The market has taken a nosedive recently, which prompted an interesting analysis by 538 on whether to sell or to hold during a market panic, i.e. when the S&P suffers a big decline. The folks at 538 propose that holding your assets is better than selling during the panic and buying back later.
To drive the point home, 538 included a simulation of a trader who sold upon downturns of 5% and bought back upon 3% rebounds. I wrote an algorithm to let you run similar simulations: you can clone the algo and tweak the parameters to try variations on this strategy. Perhaps you will find something useful. To get started:
- Press "Clone Algorithm." You'll be redirected to a window where you can edit your copy of the algorithm.
- Hit "Build." This runs a quick backtest on the algo.
- Change the n and m parameters!
- Hit "Build."
My experience was that it's difficult to meaningfully outperform SPY with such a simple strategy (and in the case of outperformance, to ensure that the result was not due to overfitting). The problem is basically twofold:
1. Movements in price are not very indicative of future movement.

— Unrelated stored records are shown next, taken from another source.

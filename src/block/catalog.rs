//! Static per-kind block properties.
//!
//! The catalog is a compiled-in table: solidity, transparency, light
//! emission and the mining drop for every [`BlockType`]. It is read-only by
//! construction, so it can be consulted from worker tasks without any
//! synchronization.

use super::BlockType;

/// A mined-block yield: what lands in the player's hand.
#[derive(Clone, Copy, Debug, PartialEq, Eq)]
pub struct ItemStack {
    pub kind: BlockType,
    pub count: u32,
}

/// Render/physics properties of one block kind.
#[derive(Clone, Copy, Debug)]
pub struct BlockProps {
    pub solid: bool,
    pub transparent: bool,
    pub emission: u8,
    pub drop: Option<ItemStack>,
}

const fn drops(kind: BlockType) -> Option<ItemStack> {
    Some(ItemStack { kind, count: 1 })
}

const OPAQUE: BlockProps = BlockProps { solid: true, transparent: false, emission: 0, drop: None };
const SEE_THROUGH: BlockProps =
    BlockProps { solid: true, transparent: true, emission: 0, drop: None };

impl BlockType {
    /// Look up the static properties for this kind.
    #[must_use]
    pub const fn props(self) -> BlockProps {
        match self {
            BlockType::Air => {
                BlockProps { solid: false, transparent: true, emission: 0, drop: None }
            }
            BlockType::Stone => BlockProps { drop: drops(BlockType::Stone), ..OPAQUE },
            BlockType::DeepStone => BlockProps { drop: drops(BlockType::DeepStone), ..OPAQUE },
            BlockType::Grass => BlockProps { drop: drops(BlockType::Dirt), ..OPAQUE },
            BlockType::Dirt => BlockProps { drop: drops(BlockType::Dirt), ..OPAQUE },
            BlockType::Sand => BlockProps { drop: drops(BlockType::Sand), ..OPAQUE },
            BlockType::Sandstone => BlockProps { drop: drops(BlockType::Sandstone), ..OPAQUE },
            BlockType::Snow => BlockProps { drop: drops(BlockType::Dirt), ..OPAQUE },
            BlockType::Gravel => BlockProps { drop: drops(BlockType::Gravel), ..OPAQUE },
            BlockType::Clay => BlockProps { drop: drops(BlockType::Clay), ..OPAQUE },
            // Bedrock is unbreakable: no drop, and interaction refuses to mine it.
            BlockType::Bedrock => OPAQUE,
            BlockType::CoalOre => BlockProps { drop: drops(BlockType::CoalOre), ..OPAQUE },
            BlockType::IronOre => BlockProps { drop: drops(BlockType::IronOre), ..OPAQUE },
            BlockType::GoldOre => BlockProps { drop: drops(BlockType::GoldOre), ..OPAQUE },
            BlockType::DiamondOre => BlockProps { drop: drops(BlockType::DiamondOre), ..OPAQUE },
            BlockType::Water => SEE_THROUGH,
            BlockType::OakWood => BlockProps { drop: drops(BlockType::OakWood), ..OPAQUE },
            BlockType::BirchWood => BlockProps { drop: drops(BlockType::BirchWood), ..OPAQUE },
            BlockType::SpruceWood => BlockProps { drop: drops(BlockType::SpruceWood), ..OPAQUE },
            BlockType::AcaciaWood => BlockProps { drop: drops(BlockType::AcaciaWood), ..OPAQUE },
            BlockType::OakLeaves
            | BlockType::BirchLeaves
            | BlockType::SpruceLeaves
            | BlockType::AcaciaLeaves => SEE_THROUGH,
            BlockType::Cactus => BlockProps { drop: drops(BlockType::Cactus), ..SEE_THROUGH },
            BlockType::StoneBrick => BlockProps { drop: drops(BlockType::StoneBrick), ..OPAQUE },
            BlockType::MossyCobblestone => {
                BlockProps { drop: drops(BlockType::MossyCobblestone), ..OPAQUE }
            }
            BlockType::CrackedStoneBrick => {
                BlockProps { drop: drops(BlockType::CrackedStoneBrick), ..OPAQUE }
            }
            BlockType::Glass => SEE_THROUGH,
            BlockType::Glowstone => BlockProps {
                solid: true,
                transparent: false,
                emission: 15,
                drop: drops(BlockType::Glowstone),
            },
        }
    }
}

#[cfg(test)]
mod tests {
    use super::*;

    #[test]
    fn air_is_neither_solid_nor_opaque() {
        assert!(!BlockType::Air.is_solid());
        assert!(!BlockType::Air.is_opaque());
        assert!(BlockType::Air.is_transparent());
    }

    #[test]
    fn transparent_kinds_are_solid_but_not_opaque() {
        for kind in [
            BlockType::Water,
            BlockType::OakLeaves,
            BlockType::Glass,
            BlockType::Cactus,
        ] {
            assert!(kind.is_solid(), "{kind:?} should occupy its cell");
            assert!(kind.is_transparent(), "{kind:?} should be transparent");
            assert!(!kind.is_opaque(), "{kind:?} should not occlude fully");
        }
    }

    #[test]
    fn grass_drops_dirt_and_bedrock_drops_nothing() {
        assert_eq!(
            BlockType::Grass.drop_for(),
            Some(ItemStack { kind: BlockType::Dirt, count: 1 })
        );
        assert_eq!(BlockType::Bedrock.drop_for(), None);
        assert_eq!(BlockType::Water.drop_for(), None);
    }

    #[test]
    fn only_glowstone_emits() {
        assert_eq!(BlockType::Glowstone.emission(), 15);
        assert_eq!(BlockType::Stone.emission(), 0);
        assert_eq!(BlockType::Water.emission(), 0);
    }
}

2. Detecting a loss requires taking a loss to begin with. Detecting a gain requires letting the equity appreciate before purchasing.
For many simple, risk-averse strategies that trade SPY, the second point implies that the strategy will underperform SPY. It is possible to improve results by shorting and optimizing n/m pairs (both of which I will do in future notebooks), but at that level of effort, it is probably better to develop a reasonably market-neutral trading strategy to manage the portfolio.